# REQUIRED ACTION:
The answer must be every line below that holds the word "TierRequest".

# DATA PROVIDED:
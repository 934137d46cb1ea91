use serde_json::json;
use std::fs;
use std::sync::Arc;
use tempfile::tempdir;
use tierflow::checkpoint::CheckpointManager;
use tierflow::config::{load_settings, save_settings, ConfigError, EngineSettings};
use tierflow::persistence::{FileRunStore, RunPersistence};
use tierflow::resources::ResourceUsage;
use tierflow::run::RunState;
use tierflow::shared::logging::{engine_log_path, read_log_lines};
use tierflow::tier::{
    DelegationError, RunRequest, TierDelegate, TierExecutor, TierRequest, TierResponse,
};
use tierflow::workflow::WorkflowDefinition;

struct FixedCost;

impl TierDelegate for FixedCost {
    fn execute(&self, request: &TierRequest) -> Result<TierResponse, DelegationError> {
        Ok(TierResponse::succeeded(
            request.context.run_id.clone(),
            serde_json::Map::new(),
            ResourceUsage::new(4, 0, 1, 0),
        ))
    }
}

#[test]
fn config_module_load_settings_reads_yaml_file() {
    let temp = tempdir().expect("tempdir");
    let path = temp.path().join("engine.yaml");
    fs::write(
        &path,
        format!(
            r#"
state_root: {}
checkpoints:
  max_per_run: 2
  ttl_seconds: 60
  compress: true
admission:
  max_active: 3
  sweep_interval_ms: 500
default_budget:
  max_credits: 40
  max_tokens: 1000
max_steps: 12
"#,
            temp.path().join("state").display()
        ),
    )
    .expect("write settings");

    let settings = load_settings(&path).expect("load settings");

    assert_eq!(settings.checkpoints.max_per_run, 2);
    assert!(settings.checkpoints.compress);
    assert_eq!(settings.admission_limits().max_active, 3);
    assert_eq!(settings.admission_limits().task_timeout_ms, 30 * 60 * 1000);
    assert_eq!(settings.sweep_interval().as_millis(), 500);
    assert_eq!(settings.checkpoint_policy().ttl_ms, 60_000);

    let execution = settings.execution_settings();
    assert_eq!(execution.default_budget.credits, 40);
    assert_eq!(execution.default_budget.tokens, 1000);
    assert!(execution.checkpoint_options.compress);
    assert_eq!(execution.max_steps, 12);
    assert!(execution.step_budget.is_none());
}

#[test]
fn config_module_rejects_invalid_values() {
    let temp = tempdir().expect("tempdir");
    let path = temp.path().join("engine.yaml");
    fs::write(&path, "admission:\n  max_active: 0\n").expect("write settings");

    let err = load_settings(&path).expect_err("zero max_active");
    assert!(matches!(err, ConfigError::Validation(_)));
    assert!(err.to_string().contains("admission.max_active"));

    let missing = temp.path().join("absent.yaml");
    let err = load_settings(&missing).expect_err("missing file");
    assert!(matches!(err, ConfigError::Read { .. }));
    let message = err.to_string();
    assert!(message.starts_with("cannot read engine settings at "), "{message}");
    assert!(message.contains("absent.yaml"), "{message}");

    fs::write(&path, "admission: [unclosed\n").expect("write broken settings");
    let err = load_settings(&path).expect_err("broken yaml");
    assert!(matches!(err, ConfigError::Parse { .. }));
    assert!(err.to_string().contains("engine settings at"), "{err}");
}

#[test]
fn config_module_settings_drive_a_file_backed_run() {
    let temp = tempdir().expect("tempdir");
    let path = temp.path().join("engine.yaml");
    let mut settings = EngineSettings::default();
    settings.state_root = temp.path().join("state");
    settings.checkpoints.max_per_run = 2;
    settings.default_budget.max_credits = 20;
    save_settings(&settings, &path).expect("save settings");
    let settings = load_settings(&path).expect("load settings");

    let store: Arc<dyn RunPersistence> = Arc::new(FileRunStore::new(settings.runs_root()));
    let log = settings.engine_log();
    let checkpoints = CheckpointManager::new(store.clone(), log.clone())
        .with_policy(settings.checkpoint_policy());
    let executor = TierExecutor::new(Arc::new(FixedCost), store.clone(), log)
        .with_checkpoint_manager(checkpoints)
        .with_settings(settings.execution_settings());

    let workflow: WorkflowDefinition = serde_json::from_value(json!({
        "type": "sequential",
        "id": "wf-config",
        "steps": [
            {"id": "one", "type": "api_call"},
            {"id": "two", "type": "api_call"},
            {"id": "three", "type": "api_call"}
        ]
    }))
    .expect("parse workflow");
    let outcome = executor.execute(RunRequest::new("user-1", workflow).with_run_id("run-config"));

    assert!(outcome.success, "error: {:?}", outcome.error);
    assert_eq!(outcome.resource_usage.credits, 12);
    assert_eq!(outcome.state, RunState::Completed);
    assert_eq!(
        store
            .list_checkpoints("run-config")
            .expect("list checkpoints")
            .len(),
        3
    );

    let log_path = engine_log_path(&settings.state_root);
    let events = read_log_lines(&log_path)
        .into_iter()
        .filter_map(|line| line["event"].as_str().map(str::to_string))
        .collect::<Vec<_>>();
    assert!(events.iter().any(|event| event == "run.transition"));
    assert!(!events.iter().any(|event| event == "checkpoint.pruned"));
    assert_eq!(
        settings.admission_log().path(),
        Some(settings.state_root.join("logs/admission.log").as_path())
    );
}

# RESPONSE:
    DelegationError, RunRequest, TierDelegate, TierExecutor, TierRequest, TierResponse,
    fn execute(&self, request: &TierRequest) -> Result<TierResponse, DelegationError> {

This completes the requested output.